As we strategize for integrating agentic AI into our workflows, it’s important to remember that the goal is to not only drive elevated productivity and performance, but to do so in a way that empowers employees. Deploying AI agents to support employees reach new heights can create positive and sustainable change – enabling a new employee experience. And AI adoption thrives in people-centric environments, as our research shows that high frequency AI users are 1.9x as likely to agree that their organization has people-centric AI practices compared to low frequency AI users.
Chapter 2 of our 2025 Agentic Teaming & Trust Research Report dives into the accelerating value of putting employees at the center of your agentic AI transformation. In this chapter, we explore the positive impact that people-centric transformation has not only on AI adoption, but also AI value and employee experience sentiment.
We found an average 38 percentage-point gap between low and high frequency AI users on the presence of people-centric practices at their organization, such as receiving adequate training in AI, having resources for AI upskilling, and receiving recognition for AI adoption. Rather than treating AI technology as a “flip-the-switch” implementation, these organizations are investing in change management principles and it’s fueling the flywheel of increased adoption and further learning and growth.

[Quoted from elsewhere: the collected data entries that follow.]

use crate::auth::{bearer_token, TokenVerifier};
use crate::config::{HttpConfig, PipelineConfig};
use crate::item::{DestinationContext, IncomingFile, ItemError, ItemOutcome};
use crate::orchestrator::BatchOrchestrator;
use anyhow::{Context, Result};
use axum::extract::{DefaultBodyLimit, Multipart, Path, State};
use axum::http::{HeaderMap, StatusCode};
use axum::response::IntoResponse;
use axum::routing::{get, post};
use axum::{Json, Router};
use serde::Serialize;
use sqlx::postgres::PgPool;
use std::sync::Arc;
use tower_http::cors::{Any, CorsLayer};
use tower_http::trace::TraceLayer;
use tracing::{info, instrument, warn};
use uuid::Uuid;

/// Application state shared across handlers
#[derive(Clone)]
pub struct AppState {
    pub orchestrator: Arc<BatchOrchestrator>,
    pub verifier: Arc<dyn TokenVerifier>,
    pub pipeline: PipelineConfig,
    pub db_pool: PgPool,
}

/// Per-item entry of the batch response, in submission order
#[derive(Debug, Serialize)]
pub struct ItemResponse {
    pub item_key: Uuid,
    pub filename: String,
    pub success: bool,
    #[serde(skip_serializing_if = "Option::is_none")]
    pub url: Option<String>,
    #[serde(skip_serializing_if = "Option::is_none")]
    pub thumbnails: Option<ThumbnailUrls>,
    #[serde(skip_serializing_if = "Option::is_none")]
    pub width: Option<i32>,
    #[serde(skip_serializing_if = "Option::is_none")]
    pub height: Option<i32>,
    #[serde(skip_serializing_if = "Option::is_none")]
    pub error: Option<String>,
    #[serde(skip_serializing_if = "Option::is_none")]
    pub stage: Option<&'static str>,
    #[serde(skip_serializing_if = "Option::is_none")]
    pub retryable: Option<bool>,
}

/// Thumbnail URLs for a committed photo
#[derive(Debug, Serialize)]
pub struct ThumbnailUrls {
    pub small: String,
    pub medium: String,
    pub large: String,
}

impl From<ItemOutcome> for ItemResponse {
    fn from(outcome: ItemOutcome) -> Self {
        match outcome.result {
            Ok(record) => Self {
                item_key: outcome.item_key,
                filename: outcome.filename,
                success: true,
                url: Some(record.original_url),
                thumbnails: Some(ThumbnailUrls {
                    small: record.thumbnail_small_url,
                    medium: record.thumbnail_medium_url,
                    large: record.thumbnail_large_url,
                }),
                width: Some(record.width),
                height: Some(record.height),
                error: None,
                stage: None,
                retryable: None,
            },
            Err(err) => Self {
                item_key: outcome.item_key,
                filename: outcome.filename,
                success: false,
                url: None,
                thumbnails: None,
                width: None,
                height: None,
                error: Some(err.to_string()),
                stage: Some(err.stage().as_str()),
                retryable: Some(err.retryable()),
            },
        }
    }
}

/// Error response for batch-wide rejections
#[derive(Debug, Serialize)]
pub struct ErrorResponse {
    pub error: String,
    pub code: String,
}

type ApiError = (StatusCode, Json<ErrorResponse>);

fn unauthorized(message: &str) -> ApiError {
    (
        StatusCode::UNAUTHORIZED,
        Json(ErrorResponse {
            error: message.to_string(),
            code: "UNAUTHORIZED".to_string(),
        }),
    )
}

fn bad_request(message: &str, code: &str) -> ApiError {
    (
        StatusCode::BAD_REQUEST,
        Json(ErrorResponse {
            error: message.to_string(),
            code: code.to_string(),
        }),
    )
}

/// Create the API router
pub fn create_router(state: AppState, config: &HttpConfig, body_limit: usize) -> Router {
    let cors = if config.cors_enabled {
        if config.cors_origins.is_empty() {
            CorsLayer::new()
                .allow_origin(Any)
                .allow_methods(Any)
                .allow_headers(Any)
        } else {
            let origins: Vec<_> = config
                .cors_origins
                .iter()
                .filter_map(|o| o.parse().ok())
                .collect();
            CorsLayer::new()
                .allow_origin(origins)
                .allow_methods(Any)
                .allow_headers(Any)
        }
    } else {
        CorsLayer::new()
    };

    Router::new()
        .route("/health", get(health_check))
        .route("/ready", get(readiness_check))
        .route("/api/v1/uploads/:destination", post(upload_batch))
        .layer(DefaultBodyLimit::max(body_limit))
        .layer(TraceLayer::new_for_http())
        .layer(cors)
        .with_state(state)
}

/// Health check endpoint
async fn health_check() -> impl IntoResponse {
    Json(serde_json::json!({
        "status": "healthy",
        "service": "darkroom-gateway"
    }))
}

/// Readiness check endpoint
async fn readiness_check(State(state): State<AppState>) -> impl IntoResponse {
    match sqlx::query("SELECT 1").fetch_one(&state.db_pool).await {
        Ok(_) => (
            StatusCode::OK,
            Json(serde_json::json!({
                "status": "ready",
                "database": "connected"
            })),
        ),
        Err(e) => (
            StatusCode::SERVICE_UNAVAILABLE,
            Json(serde_json::json!({
                "status": "not_ready",
                "database": "disconnected",
                "error": e.to_string()
            })),
        ),
    }
}

/// Batch upload endpoint.
///
/// Authentication and envelope problems reject the whole request before any
/// file is touched; everything after that is per-item. Mixed outcomes return
/// 200 with success/failure carried inside the body so one bad file does not
/// mask the rest of the batch.
#[instrument(skip_all, fields(destination = %destination))]
async fn upload_batch(
    State(state): State<AppState>,
    Path(destination): Path<String>,
    headers: HeaderMap,
    multipart: Multipart,
) -> Result<Json<Vec<ItemResponse>>, ApiError> {
    // Authenticate first
    let token = bearer_token(&headers).ok_or_else(|| unauthorized("missing bearer token"))?;
    let identity = state
        .verifier
        .verify(token)
        .await
        .map_err(|e| unauthorized(&e.to_string()))?;

    let destination: DestinationContext = destination
        .parse()
        .map_err(|_| bad_request("unknown destination context", "BAD_DESTINATION"))?;

    // Decode the multipart envelope
    let files = read_batch(multipart)
        .await
        .map_err(|e| bad_request(&e, "MALFORMED_BATCH"))?;

    if files.is_empty() {
        return Err(bad_request("no files provided", "EMPTY_BATCH"));
    }

    if files.len() > state.pipeline.max_files_per_batch {
        return Err(bad_request(
            &format!(
                "too many files: {} exceeds limit of {}",
                files.len(),
                state.pipeline.max_files_per_batch
            ),
            "BATCH_TOO_LARGE",
        ));
    }

    info!(
        subject = %identity.subject,
        destination = %destination,
        files = files.len(),
        "Accepted upload batch"
    );
    metrics::counter!("ingest.batches.accepted").increment(1);

    // Cheap per-item checks before the transform engine sees anything
    let mut rejected: Vec<(usize, ItemOutcome)> = Vec::new();
    let mut accepted: Vec<(usize, IncomingFile)> = Vec::new();

    for (idx, file) in files.into_iter().enumerate() {
        match cheap_check(&file, &state.pipeline) {
            Some(err) => {
                warn!(filename = %file.filename, error = %err, "Item rejected before processing");
                metrics::counter!("ingest.items.rejected").increment(1);
                rejected.push((
                    idx,
                    ItemOutcome {
                        item_key: file.item_key,
                        filename: file.filename,
                        result: Err(err),
                    },
                ));
            }
            None => accepted.push((idx, file)),
        }
    }

    let accepted_indices: Vec<usize> = accepted.iter().map(|(idx, _)| *idx).collect();
    let survivors: Vec<IncomingFile> = accepted.into_iter().map(|(_, file)| file).collect();

    let processed = state.orchestrator.process(destination, survivors).await;

    let outcomes = merge_outcomes(rejected, accepted_indices, processed);
    Ok(Json(outcomes.into_iter().map(ItemResponse::from).collect()))
}

/// Decode all file parts of the multipart payload.
///
/// The part name carries the client-assigned idempotency key; parts without
/// a parseable key get a fresh one (and lose retry idempotency).
async fn read_batch(mut multipart: Multipart) -> Result<Vec<IncomingFile>, String> {
    let mut files = Vec::new();

    while let Some(field) = multipart
        .next_field()
        .await
        .map_err(|e| format!("invalid multipart payload: {e}"))?
    {
        let Some(filename) = field.file_name().map(ToString::to_string) else {
            // Non-file fields carry no batch content
            continue;
        };

        let name = field.name().unwrap_or_default().to_string();
        let content_type = field
            .content_type()
            .unwrap_or("application/octet-stream")
            .to_string();

        let bytes = field
            .bytes()
            .await
            .map_err(|e| format!("failed to read file part '{filename}': {e}"))?;

        let item_key = name.parse().unwrap_or_else(|_| Uuid::new_v4());

        files.push(IncomingFile {
            item_key,
            filename,
            content_type,
            bytes,
        });
    }

    Ok(files)
}

/// Per-item checks that run before any pipeline work: declared size and
/// mime type. Failures reject the single item, never the batch.
fn cheap_check(file: &IncomingFile, pipeline: &PipelineConfig) -> Option<ItemError> {
    let size = file.bytes.len() as u64;
    if size > pipeline.max_file_size_bytes {
        return Some(ItemError::TooLarge {
            actual: size,
            limit: pipeline.max_file_size_bytes,
        });
    }

    if !pipeline
        .allowed_mime_types
        .iter()
        .any(|m| m.eq_ignore_ascii_case(&file.content_type))
    {
        return Some(ItemError::DisallowedType(file.content_type.clone()));
    }

    None
}

/// Re-key gateway rejections and orchestrator outcomes back to submission
/// order. `accepted_indices[i]` is the original position of `processed[i]`.
fn merge_outcomes(
    rejected: Vec<(usize, ItemOutcome)>,
    accepted_indices: Vec<usize>,
    processed: Vec<ItemOutcome>,
) -> Vec<ItemOutcome> {
    let mut merged = rejected;
    merged.extend(accepted_indices.into_iter().zip(processed));
    merged.sort_by_key(|(idx, _)| *idx);
    merged.into_iter().map(|(_, outcome)| outcome).collect()
}

/// Start the upload API server
pub async fn start_api_server(
    state: AppState,
    config: &HttpConfig,
    body_limit: usize,
    shutdown: impl std::future::Future<Output = ()> + Send + 'static,
) -> Result<()> {
    let router = create_router(state, config, body_limit);
    let addr = format!("{}:{}", config.host, config.port);

    info!(address = %addr, "Starting upload API server");

    let listener = tokio::net::TcpListener::bind(&addr)
        .await
        .context("Failed to bind to address")?;

    axum::serve(listener, router)
        .with_graceful_shutdown(shutdown)
        .await
        .context("API server error")?;

    Ok(())
}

We’re also seeing this play out in organizations where there is strong leadership presence in AI transformation. When leaders are explicitly involved in the transformation and openly sharing their experience, it can have a positive impact on the rest of the organization. We found significantly higher agentic AI value perception for employees who reported leadership role modeling effective AI use than employees who reported not having this role modeling.
When leaders actively use AI, it helps employees better understand practical use cases – especially important since 1 in 2 employees report facing moderate to extreme challenges with everyday tasks that shape their work experience. Whether it’s finding the right information, setting goals, sharing feedback, or collaborating with others, these basic activities are unexpectedly difficult. If we are strategic in the way we build and integrate agents, we can ideally reduce this friction for employees, which should free them up to work more efficiently and effectively.
Building the human-AI flywheel can drive sustained change and empowerment. By involving employees in the transformation, they feel involved, considered, and supported, which can increase adoption and impact. Tangible improvements to everyday employee experience can be a game-changer for your employees. As we move forward with AI agent integration, the opportunity is clear: agentic AI can be a catalyst for a more empowered, connected, and resilient workforce.
Want to explore the full story?
Download the PDF - Chapter 2: The Multiplier Effect
Catch up on previous chapters from this report:
Download the PDF - Chapter 1: Ready for Agents
The Agentic Teaming & Trust Study was conducted by the Microsoft People Science team utilizing an Online Panel Vendor, commissioned by Microsoft, with 1,800 full-time employees across nine markets between June 11, 2025 and July 7, 2025. This survey was 12 minutes in length and conducted online. Global results have been aggregated across all responses to provide a total or average. Each sample was representative of business leaders across regions, ages, and industries (i.e., Construction, Financial & Professional Services, Retail, Food, & Beverage, Healthcare, Media & Entertainment, Technology, Transportation, Travel, & Hospitality). Each sample included specific parameters on company size (i.e., organizations with 1,000+ employees) and job level (i.e., business leaders/business decision makers, those in mid- to upper job levels such as C-level executive, VP or director, Manager). The overall sampling error rate is 2.31 percent at the 95 percent level of confidence. Markets surveyed include Brazil, China, France, Germany, India, Japan, Mexico, United Kingdom, and the United States. Findings represent aggregated responses and may not reflect all organizations or industries.